Ambition et vitesse : à quand l’indépendance économique ?

Ambition et vitesse : à quand l’indépendance économique ?

Quelques jours avant la fête nationale, la Présidence avait publié dans plusieurs journaux un article intitulé « souveraineté économique ».  On y annonçait qu’on devait « finir avec la dépendance [économique] et la mendicité. » Une analyse lucide rejoignant la vision du Professeur Carlos Lopes,  invité par la FES la même semaine, pour promouvoir la vision d’une industrialisation verte en Afrique et à Madagascar.

L’industrialisation constitue le chemin clé pour achever une indépendance restée incomplète. Le constat est clair : l’économie malgache reste figée au stade colonial. Une économie dont le secteur formel dépend fortement de l’extérieur et qui, surtout, est incapable de produire pour les besoins de sa propre population. Industrialiser équivaut à surmonter le piège extractiviste, à créer de la valeur ajoutée dans le pays même, au lieu de se contenter des miettes qui résultent de la seule exploitation et exportation à l’état brut des ressources naturelles et minières. L’industrialisation valorise également les capacités physiques et intellectuelles d’une population, jusqu’ici contrainte à l’inactivité et au sous-emploi.

Avec l’acheminement de la Loi pour le développement industriel de Madagascar (LDIM), le gouvernement se trouve sur le bon chemin. Cette loi aura le potentiel de sonner une véritable transformation révolutionnaire de l’économie du pays. Néanmoins, comme le Professeur Lopes l’a exhorté, ce qu’il faut surtout, c’est de l’ambition et de la vitesse. « Si vous laissez l’industrialisation au seul ministère chargé de l’industrie, c’est perdu d’avance », avait-il martelé. Il est clair qu’un processus aussi transformateur que l’industrialisation ne peut pas être traité comme une politique sectorielle. Il faut que tout le gouvernement et le pays entier s’y mettent afin de réaliser cette transformation structurelle.
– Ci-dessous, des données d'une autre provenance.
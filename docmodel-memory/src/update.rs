//! Applies wire update documents to stored documents.

use bson::{Bson, Document};

use crate::evaluator::{Comparable, FilterEvaluator, is_operator_doc, remove_path};

/// Applies `update` to `document` in place.
///
/// Returns `Ok(true)` if the document changed. Errors carry a message
/// suitable for a store-reported write failure.
pub(crate) fn apply_update(document: &mut Document, update: &Document, collection: &str) -> Result<bool, String> {
    let before = document.clone();

    for (operator, fields) in update {
        let fields = fields
            .as_document()
            .ok_or_else(|| format!("{operator} takes a document"))?;

        for (path, operand) in fields {
            if path == "_id" && operator != "$setOnInsert" {
                return Err("the _id field cannot be updated".to_owned());
            }

            match operator.as_str() {
                "$set" => set_path(document, path, operand.clone())?,
                "$unset" => {
                    remove_path(document, path);
                }
                "$inc" => {
                    let current = get_path(document, path).cloned().unwrap_or(Bson::Int32(0));
                    set_path(document, path, add(&current, operand, path)?)?;
                }
                "$push" => {
                    let items = match operand {
                        Bson::Document(each) if each.contains_key("$each") => match each.get("$each") {
                            Some(Bson::Array(items)) => items.clone(),
                            _ => return Err(format!("$each on {path} takes an array")),
                        },
                        item => vec![item.clone()],
                    };
                    array_at(document, path)?.extend(items);
                }
                "$addToSet" => {
                    let items = match operand {
                        Bson::Document(each) if each.contains_key("$each") => match each.get("$each") {
                            Some(Bson::Array(items)) => items.clone(),
                            _ => return Err(format!("$each on {path} takes an array")),
                        },
                        item => vec![item.clone()],
                    };
                    let array = array_at(document, path)?;
                    for item in items {
                        if !array.iter().any(|existing| Comparable::from(existing) == Comparable::from(&item)) {
                            array.push(item);
                        }
                    }
                }
                "$pull" => {
                    let evaluator = FilterEvaluator::new(collection);
                    let Some(Bson::Array(array)) = get_path_mut(document, path) else {
                        continue;
                    };

                    let mut kept = Vec::with_capacity(array.len());
                    for item in array.drain(..) {
                        let remove = match (&item, operand) {
                            (Bson::Document(element), Bson::Document(criteria)) if !is_operator_doc(operand) => {
                                evaluator.matches(element, criteria).map_err(|err| err.to_string())?
                            }
                            (_, Bson::Document(_)) if is_operator_doc(operand) => evaluator
                                .matches_condition(&[&item], operand)
                                .map_err(|err| err.to_string())?,
                            _ => Comparable::from(&item) == Comparable::from(operand),
                        };
                        if !remove {
                            kept.push(item);
                        }
                    }
                    *array = kept;
                }
                "$pop" => {
                    let Some(Bson::Array(array)) = get_path_mut(document, path) else {
                        continue;
                    };
                    let first = matches!(operand, Bson::Int32(-1) | Bson::Int64(-1))
                        || matches!(operand, Bson::Double(d) if *d < 0.0);
                    if first {
                        if !array.is_empty() {
                            array.remove(0);
                        }
                    } else {
                        array.pop();
                    }
                }
                "$setOnInsert" => {}
                other => return Err(format!("unsupported update operator {other}")),
            }
        }
    }

    Ok(*document != before)
}

/// Seeds a document for an upsert from the equality conditions of `filter`.
pub(crate) fn seed_from_filter(filter: &Document) -> Result<Document, String> {
    let mut seed = Document::new();
    collect_equalities(filter, &mut seed)?;
    Ok(seed)
}

fn collect_equalities(filter: &Document, seed: &mut Document) -> Result<(), String> {
    for (key, condition) in filter {
        match key.as_str() {
            "$and" => {
                if let Bson::Array(clauses) = condition {
                    for clause in clauses.iter().filter_map(Bson::as_document) {
                        collect_equalities(clause, seed)?;
                    }
                }
            }
            other if other.starts_with('$') => {}
            path => {
                let value = match condition {
                    Bson::Document(operators) if is_operator_doc(condition) => match operators.get("$eq") {
                        Some(value) => value.clone(),
                        None => continue,
                    },
                    literal => literal.clone(),
                };
                set_path(seed, path, value)?;
            }
        }
    }

    Ok(())
}

fn add(current: &Bson, operand: &Bson, path: &str) -> Result<Bson, String> {
    Ok(match (current, operand) {
        (Bson::Int32(a), Bson::Int32(b)) => match a.checked_add(*b) {
            Some(sum) => Bson::Int32(sum),
            None => Bson::Int64(i64::from(*a) + i64::from(*b)),
        },
        (Bson::Int32(a), Bson::Int64(b)) => Bson::Int64(i64::from(*a) + b),
        (Bson::Int64(a), Bson::Int32(b)) => Bson::Int64(a + i64::from(*b)),
        (Bson::Int64(a), Bson::Int64(b)) => Bson::Int64(a + b),
        (a, b) => match (as_f64(a), as_f64(b)) {
            (Some(a), Some(b)) => Bson::Double(a + b),
            _ => return Err(format!("cannot apply $inc to non-numeric field {path}")),
        },
    })
}

fn as_f64(value: &Bson) -> Option<f64> {
    match value {
        Bson::Int32(i) => Some(f64::from(*i)),
        Bson::Int64(i) => Some(*i as f64),
        Bson::Double(f) => Some(*f),
        _ => None,
    }
}

fn get_path<'d>(document: &'d Document, path: &str) -> Option<&'d Bson> {
    match path.split_once('.') {
        None => document.get(path),
        Some((head, rest)) => match document.get(head)? {
            Bson::Document(child) => get_path(child, rest),
            Bson::Array(items) => {
                let (index, tail) = rest.split_once('.').map_or((rest, None), |(i, t)| (i, Some(t)));
                match (tail, items.get(index.parse::<usize>().ok()?)?) {
                    (None, item) => Some(item),
                    (Some(tail), Bson::Document(child)) => get_path(child, tail),
                    _ => None,
                }
            }
            _ => None,
        },
    }
}

fn get_path_mut<'d>(document: &'d mut Document, path: &str) -> Option<&'d mut Bson> {
    match path.split_once('.') {
        None => document.get_mut(path),
        Some((head, rest)) => match document.get_mut(head)? {
            Bson::Document(child) => get_path_mut(child, rest),
            _ => None,
        },
    }
}

/// Sets a dotted path, creating intermediate documents.
fn set_path(document: &mut Document, path: &str, value: Bson) -> Result<(), String> {
    match path.split_once('.') {
        None => {
            document.insert(path, value);
            Ok(())
        }
        Some((head, rest)) => {
            if !document.contains_key(head) {
                document.insert(head, Document::new());
            }
            match document.get_mut(head) {
                Some(Bson::Document(child)) => set_path(child, rest, value),
                Some(Bson::Array(items)) => {
                    let (index, tail) = rest.split_once('.').map_or((rest, None), |(i, t)| (i, Some(t)));
                    let index: usize = index
                        .parse()
                        .map_err(|_| format!("cannot address array {head} with {index}"))?;
                    let slot = items
                        .get_mut(index)
                        .ok_or_else(|| format!("index {index} out of range for {head}"))?;
                    match (tail, slot) {
                        (None, slot) => {
                            *slot = value;
                            Ok(())
                        }
                        (Some(tail), Bson::Document(child)) => set_path(child, tail, value),
                        (Some(_), _) => Err(format!("cannot create field inside scalar at {path}")),
                    }
                }
                _ => Err(format!("cannot create field inside scalar at {path}")),
            }
        }
    }
}

/// The array at `path`, created if missing.
fn array_at<'d>(document: &'d mut Document, path: &str) -> Result<&'d mut Vec<Bson>, String> {
    if get_path(document, path).is_none() {
        set_path(document, path, Bson::Array(Vec::new()))?;
    }

    match get_path_mut(document, path) {
        Some(Bson::Array(items)) => Ok(items),
        _ => Err(format!("field {path} is not an array")),
    }
}

#[cfg(test)]
mod tests {
    use super::*;
    use bson::doc;

    fn apply(mut document: Document, update: Document) -> Document {
        apply_update(&mut document, &update, "test").expect("update applies");
        document
    }

    #[test]
    fn test_set_unset_and_inc() {
        let document = apply(
            doc! { "_id": 1, "n": "a", "views": 1, "old": true },
            doc! { "$set": { "n": "b", "address.c": "Paris" }, "$unset": { "old": "" }, "$inc": { "views": 2 } },
        );
        assert_eq!(document, doc! { "_id": 1, "n": "b", "views": 3, "address": { "c": "Paris" } });

        let document = apply(doc! { "score": 1.5 }, doc! { "$inc": { "score": 1 } });
        assert_eq!(document, doc! { "score": 2.5 });
    }

    #[test]
    fn test_array_operators() {
        let document = apply(
            doc! { "tags": ["a", "b"], "ids": [1, 2, 3] },
            doc! {
                "$push": { "tags": { "$each": ["c", "d"] } },
                "$addToSet": { "ids": 2 },
                "$pop": { "ids": -1 },
            },
        );
        assert_eq!(document, doc! { "tags": ["a", "b", "c", "d"], "ids": [2, 3] });

        let document = apply(
            doc! { "comments": [{ "by": "bob" }, { "by": "eve" }] },
            doc! { "$pull": { "comments": { "by": "bob" } } },
        );
        assert_eq!(document, doc! { "comments": [{ "by": "eve" }] });

        let document = apply(
            doc! { "tags": ["a", "b", "c"], "ids": [1] },
            doc! {
                "$pull": { "tags": { "$in": ["a", "c"] } },
                "$addToSet": { "ids": { "$each": [1, 2] } },
            },
        );
        assert_eq!(document, doc! { "tags": ["b"], "ids": [1, 2] });
    }

    #[test]
    fn test_unchanged_and_rejected_updates() {
        let mut document = doc! { "n": "a" };
        assert!(!apply_update(&mut document, &doc! { "$set": { "n": "a" } }, "test").expect("applies"));
        assert!(apply_update(&mut document, &doc! { "$inc": { "n": 1 } }, "test").is_err());
        assert!(apply_update(&mut document, &doc! { "$set": { "_id": 2 } }, "test").is_err());
    }

    #[test]
    fn test_seed_from_filter() {
        let seed = seed_from_filter(&doc! {
            "$and": [{ "n": "a" }, { "age": { "$gte": 3 } }],
            "address.c": { "$eq": "Paris" },
        })
        .expect("seeds");
        assert_eq!(seed, doc! { "n": "a", "address": { "c": "Paris" } });
    }
}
L’ambition est nécessaire afin d’éviter que chaque ministère travaille pour soi et parce qu’un tel processus ne se lance pas avec quelques ajustements ici et là. Il faut surtout mobiliser des ressources afin de bâtir les infrastructures nécessaires. Depuis quelques mois, on observe une certaine frustration du gouvernement vis-à-vis des bailleurs traditionnels. Les fonds, libérés au compte-goutte, empêcheraient un développement plus rapide. Ce n’est peut-être pas faux.

Mais force est de constater que l’obsession malgache envers la communauté internationale est unique au monde. Aucun pays au monde n’a été développé par les bailleurs. Le processus de développement est toujours un processus intrinsèque. Les Partenaires techniques et financiers peuvent assister positivement ou négativement, mais en aucun cas, ils ne sont les moteurs de ce processus. Le Professeur Lopes a mentionné à plusieurs reprises l’exemple éthiopien.

L’Éthiopie a connu un essor fulgurant ces dernières années. La construction du grand barrage pour la Renaissance éthiopienne est le projet le plus symbolique de l’émergence de ce pays. Il a été presque complètement autofinancé. La Banque mondiale avait refusé de le faire, les autres bailleurs traditionnels aussi. Addis-Abeba, qui a jugé que ce projet « catapulterait » le pays vers la modernité, a décidé de faire cavalier seul. Dans un grand effort patriotique, tous les Éthiopiens, de la diaspora et des plus riches aux plus modestes, ont contribué à un effort purement national.

Le même élan ne serait-il pas possible à Madagascar ? Ce n’est pas l’argent qui manque, c’est sa redistribution qui pose problème. Sous nos cieux, la pauvreté publique contraste avec une richesse privée cachée. Le Professeur Lopes a parlé lucidement de « l’informalité des riches. Celui qui s’attaquerait à ce problème – à ces élites économiques parasitaires qui disposent souvent d’une protection politique – sera le sauveur de ce pays. Le développement est un processus collectif qui nécessite des efforts communs. Ambition et vitesse sont les deux ingrédients d’une politique transformatrice. Ambition parce qu’il faut trancher, décider et oser.

Et vitesse parce que l’état actuel des choses, où 47% des enfants malgaches sont mal nourris, ne se prête pas à une concertation au mora mora. Il faut le dire peut-être une fois sans voile diplomatique : ce retard qu’on prend tue. Il tue chaque jour, chaque heure des enfants de ce pays.